Throughout the installation the lasers were turned on in different combinations to highlight individual elements that can be hard to appreciate when you can see the whole house.
For example only horizontal lights were used to show the house's relationship to the river and the flooding which occurred.
Gil hopes that the installation will allow people to look at the well-known house in a new way.
"Overall, it is important to understand that historic buildings like the Farnsworth House can be continuously reinterpreted and still teach us many lessons," he said. "They were ahead of their time and we should continue to revisit and reinterpret them."

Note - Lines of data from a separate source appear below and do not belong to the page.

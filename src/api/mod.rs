//! HTTP surface for the entity store.

pub mod error;
pub mod handlers;
pub mod rest;

pub use error::{ApiError, ErrorResponse};
pub use handlers::ApiState;
pub use rest::{create_rest_router, RestApiConfig};
//! Abstract storage trait for entities.
//!
//! The HTTP layer only talks to `dyn EntityStore`, so a different backend can
//! be dropped in without touching the handlers.

use thiserror::Error;

use crate::entity::{Entity, EntityDraft, EntityId};
use crate::filter::EntityFilter;

/// Errors that can occur during storage operations.
#[derive(Debug, Error)]
pub enum StorageError {
    /// Entity not found.
    #[error("Entity not found: {0}")]
    EntityNotFound(EntityId),

    /// Backend error.
    #[error("Storage backend error: {0}")]
    BackendError(String),
}

impl StorageError {
    /// Returns true if this is `EntityNotFound`.
    #[must_use]
    pub const fn is_not_found(&self) -> bool {
        matches!(self, Self::EntityNotFound(_))
    }
}

/// Storage trait for entity operations.
///
/// Every operation is a single atomic step: implementations must not expose
/// a half-applied create, update or delete to concurrent readers.
pub trait EntityStore: Send + Sync {
    /// List entities satisfying every active predicate, in insertion order.
    fn list(&self, filter: &EntityFilter) -> Result<Vec<Entity>, StorageError>;

    /// Get an entity by ID.
    fn get(&self, id: &EntityId) -> Result<Option<Entity>, StorageError>;

    /// Store a new entity under a freshly generated ID and return it.
    fn create(&self, draft: EntityDraft) -> Result<Entity, StorageError>;

    /// Replace every field except `id`. Returns `EntityNotFound` if absent.
    fn update(&self, id: &EntityId, draft: EntityDraft) -> Result<Entity, StorageError>;

    /// Remove an entity. Returns `EntityNotFound` if absent.
    fn delete(&self, id: &EntityId) -> Result<(), StorageError>;

    /// Number of stored entities.
    fn len(&self) -> Result<usize, StorageError>;

    /// Returns true if nothing is stored.
    fn is_empty(&self) -> Result<bool, StorageError> {
        Ok(self.len()? == 0)
    }
}
//! List filters.
//!
//! An `EntityFilter` is a conjunction of independently optional predicates.
//! An inactive predicate (field `None`, empty text, or no countries) accepts
//! every entity, so `EntityFilter::default()` lists the whole store.
//!
//! Absent sequences are deliberately lenient for the date and country
//! predicates: an entity whose `dates` is `None` passes any date bound, and
//! one whose `addresses` is `None` passes any country set. A present but
//! empty sequence never passes. Free-text search does not get the same
//! leniency: absent names or addresses simply contribute no match.

use chrono::NaiveDate;

use crate::entity::Entity;
use crate::error::ValidationError;
use crate::time::parse_calendar_date;

/// Query-string keys understood by [`EntityFilter::from_query_pairs`].
pub mod keys {
    /// Free-text search over names and addresses.
    pub const SEARCH: &str = "search";
    /// Exact deceased flag.
    pub const DECEASED: &str = "deceased";
    /// Case-insensitive gender.
    pub const GENDER: &str = "gender";
    /// Inclusive lower calendar bound.
    pub const START_DATE: &str = "startDate";
    /// Inclusive upper calendar bound.
    pub const END_DATE: &str = "endDate";
    /// Repeatable country.
    pub const COUNTRIES: &str = "countries";
}

/// Predicates applied by a list operation.
///
/// # Examples
///
/// ```
/// use entity_registry::EntityFilter;
///
/// let filter = EntityFilter::new().gender("male").deceased(false);
/// assert!(!filter.is_empty());
/// ```
#[derive(Debug, Clone, Default, PartialEq, Eq)]
pub struct EntityFilter {
    /// Case-insensitive substring over name and address parts.
    pub search: Option<String>,
    /// Exact match on the deceased flag.
    pub deceased: Option<bool>,
    /// Case-insensitive exact match on gender.
    pub gender: Option<String>,
    /// Some date on or after this day.
    pub start_date: Option<NaiveDate>,
    /// Some date on or before this day.
    pub end_date: Option<NaiveDate>,
    /// Some address country in this set (case-insensitive).
    pub countries: Vec<String>,
}

impl EntityFilter {
    /// Creates a filter that accepts everything.
    #[must_use]
    pub fn new() -> Self {
        Self::default()
    }

    /// Sets the free-text search.
    #[must_use]
    pub fn search(mut self, text: impl Into<String>) -> Self {
        self.search = Some(text.into());
        self
    }

    /// Sets the deceased predicate.
    #[must_use]
    pub fn deceased(mut self, deceased: bool) -> Self {
        self.deceased = Some(deceased);
        self
    }

    /// Sets the gender predicate.
    #[must_use]
    pub fn gender(mut self, gender: impl Into<String>) -> Self {
        self.gender = Some(gender.into());
        self
    }

    /// Sets the inclusive lower date bound.
    #[must_use]
    pub fn start_date(mut self, date: NaiveDate) -> Self {
        self.start_date = Some(date);
        self
    }

    /// Sets the inclusive upper date bound.
    #[must_use]
    pub fn end_date(mut self, date: NaiveDate) -> Self {
        self.end_date = Some(date);
        self
    }

    /// Adds one country to the accepted set.
    #[must_use]
    pub fn country(mut self, country: impl Into<String>) -> Self {
        self.countries.push(country.into());
        self
    }

    /// Returns true when no predicate is active.
    #[must_use]
    pub fn is_empty(&self) -> bool {
        active_text(self.search.as_ref()).is_none()
            && self.deceased.is_none()
            && active_text(self.gender.as_ref()).is_none()
            && self.start_date.is_none()
            && self.end_date.is_none()
            && self.countries.is_empty()
    }

    /// Decodes a filter from raw query pairs.
    ///
    /// Keys are matched case-insensitively and unknown keys are ignored.
    /// `countries` may repeat; every other key keeps its first non-empty
    /// value. Empty values leave the predicate inactive. Text values are kept
    /// as given; only booleans and dates are trimmed before parsing.
    ///
    /// # Errors
    ///
    /// Returns a `ValidationError` for a malformed boolean or date.
    pub fn from_query_pairs<I, K, V>(pairs: I) -> Result<Self, ValidationError>
    where
        I: IntoIterator<Item = (K, V)>,
        K: AsRef<str>,
        V: AsRef<str>,
    {
        let mut filter = Self::default();

        for (key, value) in pairs {
            let key = key.as_ref();
            let value = value.as_ref();
            if value.is_empty() {
                continue;
            }

            if key.eq_ignore_ascii_case(keys::SEARCH) {
                if filter.search.is_none() {
                    filter.search = Some(value.to_string());
                }
            } else if key.eq_ignore_ascii_case(keys::DECEASED) {
                if filter.deceased.is_none() {
                    filter.deceased = Some(parse_bool(keys::DECEASED, value.trim())?);
                }
            } else if key.eq_ignore_ascii_case(keys::GENDER) {
                if filter.gender.is_none() {
                    filter.gender = Some(value.to_string());
                }
            } else if key.eq_ignore_ascii_case(keys::START_DATE) {
                if filter.start_date.is_none() {
                    filter.start_date = Some(parse_calendar_date(value)?);
                }
            } else if key.eq_ignore_ascii_case(keys::END_DATE) {
                if filter.end_date.is_none() {
                    filter.end_date = Some(parse_calendar_date(value)?);
                }
            } else if key.eq_ignore_ascii_case(keys::COUNTRIES) {
                filter.countries.push(value.to_string());
            }
        }

        Ok(filter)
    }

    /// Returns true if the entity satisfies every active predicate.
    #[must_use]
    pub fn matches(&self, entity: &Entity) -> bool {
        if let Some(needle) = active_text(self.search.as_ref()) {
            if !matches_search(entity, &needle.to_lowercase()) {
                return false;
            }
        }

        if let Some(deceased) = self.deceased {
            if entity.deceased != deceased {
                return false;
            }
        }

        if let Some(gender) = active_text(self.gender.as_ref()) {
            let matched = entity
                .gender
                .as_deref()
                .is_some_and(|g| eq_ignore_case(g, gender));
            if !matched {
                return false;
            }
        }

        if let Some(start) = self.start_date {
            if !any_calendar_date(entity, |date| date >= start) {
                return false;
            }
        }

        if let Some(end) = self.end_date {
            if !any_calendar_date(entity, |date| date <= end) {
                return false;
            }
        }

        if !self.countries.is_empty() && !matches_countries(entity, &self.countries) {
            return false;
        }

        true
    }
}

fn active_text(value: Option<&String>) -> Option<&str> {
    value.map(String::as_str).filter(|s| !s.is_empty())
}

fn parse_bool(field: &str, value: &str) -> Result<bool, ValidationError> {
    if value.eq_ignore_ascii_case("true") {
        Ok(true)
    } else if value.eq_ignore_ascii_case("false") {
        Ok(false)
    } else {
        Err(ValidationError::InvalidBool {
            field: field.to_string(),
            value: value.to_string(),
        })
    }
}

fn eq_ignore_case(a: &str, b: &str) -> bool {
    a.to_lowercase() == b.to_lowercase()
}

fn contains_folded(haystack: &str, folded_needle: &str) -> bool {
    haystack.to_lowercase().contains(folded_needle)
}

fn matches_search(entity: &Entity, folded_needle: &str) -> bool {
    let by_name = entity
        .names
        .iter()
        .flatten()
        .flat_map(|name| name.parts())
        .any(|part| contains_folded(part, folded_needle));

    by_name
        || entity
            .addresses
            .iter()
            .flatten()
            .flat_map(|address| address.parts())
            .any(|part| contains_folded(part, folded_needle))
}

fn any_calendar_date(entity: &Entity, accept: impl Fn(NaiveDate) -> bool) -> bool {
    match &entity.dates {
        None => true,
        Some(dates) => dates
            .iter()
            .filter_map(|d| d.calendar_date())
            .any(accept),
    }
}

fn matches_countries(entity: &Entity, countries: &[String]) -> bool {
    match &entity.addresses {
        None => true,
        Some(addresses) => addresses
            .iter()
            .filter_map(|a| a.country.as_deref())
            .any(|country| countries.iter().any(|c| eq_ignore_case(country, c))),
    }
}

Farnsworth House was designed by Van der Rohe as a one-room holiday home for Edith Farnsworth in 1951. It is considered a key example of the International style and was designated a National Historic Landmark in 2006.
Set near a river the house has been flooded on numerous occasions including in 1996, 1998 and 2008. In 2014 a proposal to raise the house on hydraulic jacks to prevent further flood damage was made, although this has yet to be implemented.
Photography is by Kate Joyce.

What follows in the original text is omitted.